In 2014, Crossfield and collaborators used Doppler imaging to map large-scale bright and dark surface features on Luhman 16B, a brown dwarf in the third-closest stellar system to the Sun. The Nature paper interpreted the map as evidence for patchy clouds and found that the global weather patterns evolved on a timescale of about one day. The European Southern Observatory described the result as the first map of weather on the surface of the nearest brown dwarf to Earth.

Crossfield has also worked on exoplanet discovery and validation with the Kepler/K2 mission. In 2016, he led a study of K2's first five fields that reported 197 planet candidates and 104 validated planets, including planets in the K2-72 system. While at MIT, Crossfield co-led a rapid search of K2 Campaigns 16 and 17 that identified nearly 80 planet candidates shortly after the mission data were released, a process described by MIT News as a dress rehearsal for rapid follow-up of discoveries from the Transiting Exoplanet Survey Satellite.

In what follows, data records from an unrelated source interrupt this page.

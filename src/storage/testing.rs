//! Failure-injecting store double for unit tests.

use crate::domain::error::{FutureJoyError, Result};
use crate::domain::Event;
use crate::storage::backend::EventStore;
use crate::storage::json::JsonEventStore;
use crate::storage::query::EventQuery;
use std::sync::atomic::{AtomicBool, AtomicUsize, Ordering};
use std::sync::Arc;
use uuid::Uuid;

/// Switches shared between a test and the [`FlakyStore`] it handed off.
#[derive(Debug, Default)]
pub struct Faults {
    pub fail_fetch: AtomicBool,
    pub fail_save: AtomicBool,
    pub saves: AtomicUsize,
    pub fetches: AtomicUsize,
    pub limit_gets: AtomicBool,
    pub gets_allowed: AtomicUsize,
    pub gets: AtomicUsize,
}

impl Faults {
    pub fn set_fail_fetch(&self, fail: bool) {
        self.fail_fetch.store(fail, Ordering::SeqCst);
    }

    pub fn set_fail_save(&self, fail: bool) {
        self.fail_save.store(fail, Ordering::SeqCst);
    }

    /// Lets the next `allowed` calls to `get` succeed and fails every one after.
    pub fn fail_get_after(&self, allowed: usize) {
        self.gets_allowed.store(allowed, Ordering::SeqCst);
        self.gets.store(0, Ordering::SeqCst);
        self.limit_gets.store(true, Ordering::SeqCst);
    }

    pub fn save_count(&self) -> usize {
        self.saves.load(Ordering::SeqCst)
    }

    pub fn fetch_count(&self) -> usize {
        self.fetches.load(Ordering::SeqCst)
    }
}

/// In-memory store whose reads and commits can be made to fail on demand.
pub struct FlakyStore {
    inner: JsonEventStore,
    faults: Arc<Faults>,
}

impl FlakyStore {
    pub fn new() -> (Self, Arc<Faults>) {
        Self::with_events(Vec::new())
    }

    /// Creates a store pre-populated with committed events.
    pub fn with_events(events: Vec<Event>) -> (Self, Arc<Faults>) {
        let mut inner = JsonEventStore::in_memory();
        for event in events {
            inner.insert(event);
        }
        inner.save().expect("seeding in-memory store");

        let faults = Arc::new(Faults::default());
        (Self { inner, faults: Arc::clone(&faults) }, faults)
    }
}

impl EventStore for FlakyStore {
    fn insert(&mut self, event: Event) {
        self.inner.insert(event);
    }

    fn update(&mut self, event: Event) {
        self.inner.update(event);
    }

    fn delete(&mut self, id: Uuid) {
        self.inner.delete(id);
    }

    fn save(&mut self) -> Result<()> {
        self.faults.saves.fetch_add(1, Ordering::SeqCst);
        if self.faults.fail_save.load(Ordering::SeqCst) {
            return Err(FutureJoyError::Storage("injected save failure".to_string()));
        }
        self.inner.save()
    }

    fn rollback(&mut self) {
        self.inner.rollback();
    }

    fn has_changes(&self) -> bool {
        self.inner.has_changes()
    }

    fn fetch(&self, query: &EventQuery) -> Result<Vec<Event>> {
        self.faults.fetches.fetch_add(1, Ordering::SeqCst);
        if self.faults.fail_fetch.load(Ordering::SeqCst) {
            return Err(FutureJoyError::Storage("injected fetch failure".to_string()));
        }
        self.inner.fetch(query)
    }

    fn get(&self, id: Uuid) -> Result<Option<Event>> {
        if self.faults.fail_fetch.load(Ordering::SeqCst) {
            return Err(FutureJoyError::Storage("injected fetch failure".to_string()));
        }
        if self.faults.limit_gets.load(Ordering::SeqCst)
            && self.faults.gets.fetch_add(1, Ordering::SeqCst) >= self.faults.gets_allowed.load(Ordering::SeqCst)
        {
            return Err(FutureJoyError::Storage("injected get failure".to_string()));
        }
        self.inner.get(id)
    }
}
//! Path utilities for locating FutureJoy's data on disk.
//!
//! This module resolves the data directory, expands `~` in user-supplied paths,
//! and names the files the crate keeps next to the event store.

use std::path::{Path, PathBuf};

/// Environment variable overriding the data directory.
pub const DATA_DIR_ENV: &str = "FUTUREJOY_DATA_DIR";

/// File name of the one-time migration marker.
pub const MIGRATION_MARKER: &str = ".legacy-migration-complete";

/// File name of the rotating trace log.
pub const TRACE_FILE: &str = "futurejoy.log.json";

/// Returns the data directory for FutureJoy storage.
///
/// Resolution order:
/// 1. `$FUTUREJOY_DATA_DIR` if set
/// 2. The platform data directory (`~/.local/share` on Linux) joined with `futurejoy`
/// 3. `./.futurejoy` if no platform directory can be determined
#[must_use]
pub fn get_data_dir() -> PathBuf {
    if let Some(dir) = std::env::var_os(DATA_DIR_ENV) {
        return PathBuf::from(dir);
    }

    dirs::data_dir().map_or_else(
        || PathBuf::from(".futurejoy"),
        |base| base.join("futurejoy"),
    )
}

/// Expands a leading `~` to the user's home directory.
///
/// Paths without a leading tilde, and all paths when the home directory is
/// unknown, are returned unchanged.
///
/// # Examples
///
/// ```
/// use futurejoy::infrastructure::expand_tilde;
///
/// assert_eq!(expand_tilde("/absolute/path"), std::path::PathBuf::from("/absolute/path"));
/// ```
#[must_use]
pub fn expand_tilde(path: &str) -> PathBuf {
    let Some(home) = dirs::home_dir() else {
        return PathBuf::from(path);
    };

    if path == "~" {
        home
    } else if let Some(rest) = path.strip_prefix("~/") {
        home.join(rest)
    } else {
        PathBuf::from(path)
    }
}

/// Location of the migration marker for a given data directory.
#[must_use]
pub fn migration_marker_path(data_dir: &Path) -> PathBuf {
    data_dir.join(MIGRATION_MARKER)
}
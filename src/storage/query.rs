//! Plain-data store queries.
//!
//! A query is an archived-flag criterion plus an optional sort specification.
//! Backends evaluate it with [`EventQuery::apply`] so every backend agrees on
//! filtering and ordering.

use crate::domain::Event;
use std::cmp::Ordering;

/// Field an event listing is ordered by.
#[derive(Debug, Clone, Copy, PartialEq, Eq)]
pub enum SortKey {
    /// Event target date, ties broken by creation time.
    Date,
    /// Creation timestamp.
    CreatedAt,
}

/// Sort direction.
#[derive(Debug, Clone, Copy, PartialEq, Eq)]
pub enum SortOrder {
    Ascending,
    Descending,
}

/// Ordering applied to query results.
#[derive(Debug, Clone, Copy, PartialEq, Eq)]
pub struct SortSpec {
    pub key: SortKey,
    pub order: SortOrder,
}

impl SortSpec {
    #[must_use]
    pub const fn new(key: SortKey, order: SortOrder) -> Self {
        Self { key, order }
    }

    fn compare(self, a: &Event, b: &Event) -> Ordering {
        let ordering = match self.key {
            SortKey::Date => a.date.cmp(&b.date).then(a.created_at.cmp(&b.created_at)),
            SortKey::CreatedAt => a.created_at.cmp(&b.created_at),
        };
        match self.order {
            SortOrder::Ascending => ordering,
            SortOrder::Descending => ordering.reverse(),
        }
    }
}

/// Selection criteria for [`EventStore::fetch`](super::EventStore::fetch).
///
/// # Examples
///
/// ```
/// use futurejoy::storage::{EventQuery, SortKey, SortOrder};
///
/// let query = EventQuery::archived(false).sorted_by(SortKey::Date, SortOrder::Ascending);
/// assert_eq!(query.is_archived, Some(false));
/// ```
#[derive(Debug, Clone, Copy, PartialEq, Eq, Default)]
pub struct EventQuery {
    /// Required value of `is_archived`, or `None` for all events.
    pub is_archived: Option<bool>,

    /// Result ordering, or `None` for backend order.
    pub sort: Option<SortSpec>,
}

impl EventQuery {
    /// Matches every event.
    #[must_use]
    pub const fn all() -> Self {
        Self { is_archived: None, sort: None }
    }

    /// Matches events whose archived flag equals `is_archived`.
    #[must_use]
    pub const fn archived(is_archived: bool) -> Self {
        Self { is_archived: Some(is_archived), sort: None }
    }

    #[must_use]
    pub const fn sorted_by(mut self, key: SortKey, order: SortOrder) -> Self {
        self.sort = Some(SortSpec::new(key, order));
        self
    }

    /// Whether a single event satisfies the criteria.
    #[must_use]
    pub fn matches(&self, event: &Event) -> bool {
        self.is_archived.map_or(true, |flag| event.is_archived == flag)
    }

    /// Filters and orders a set of events according to this query.
    pub fn apply<'a, I>(&self, events: I) -> Vec<Event>
    where
        I: IntoIterator<Item = &'a Event>,
    {
        let mut matched: Vec<Event> = events
            .into_iter()
            .filter(|event| self.matches(event))
            .cloned()
            .collect();

        if let Some(sort) = self.sort {
            matched.sort_by(|a, b| sort.compare(a, b));
        }

        matched
    }
}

Crossfield authored the 2015 review article "Observations of Exoplanet Atmospheres" in the Publications of the Astronomical Society of the Pacific, which summarized observational techniques and results in the characterization of exoplanet atmospheres.

== Awards and service ==

NASA selected Crossfield as a 2014 Carl Sagan Fellow for a project titled "Spectroscopy and Cartography of Cool Extrasolar Atmospheres".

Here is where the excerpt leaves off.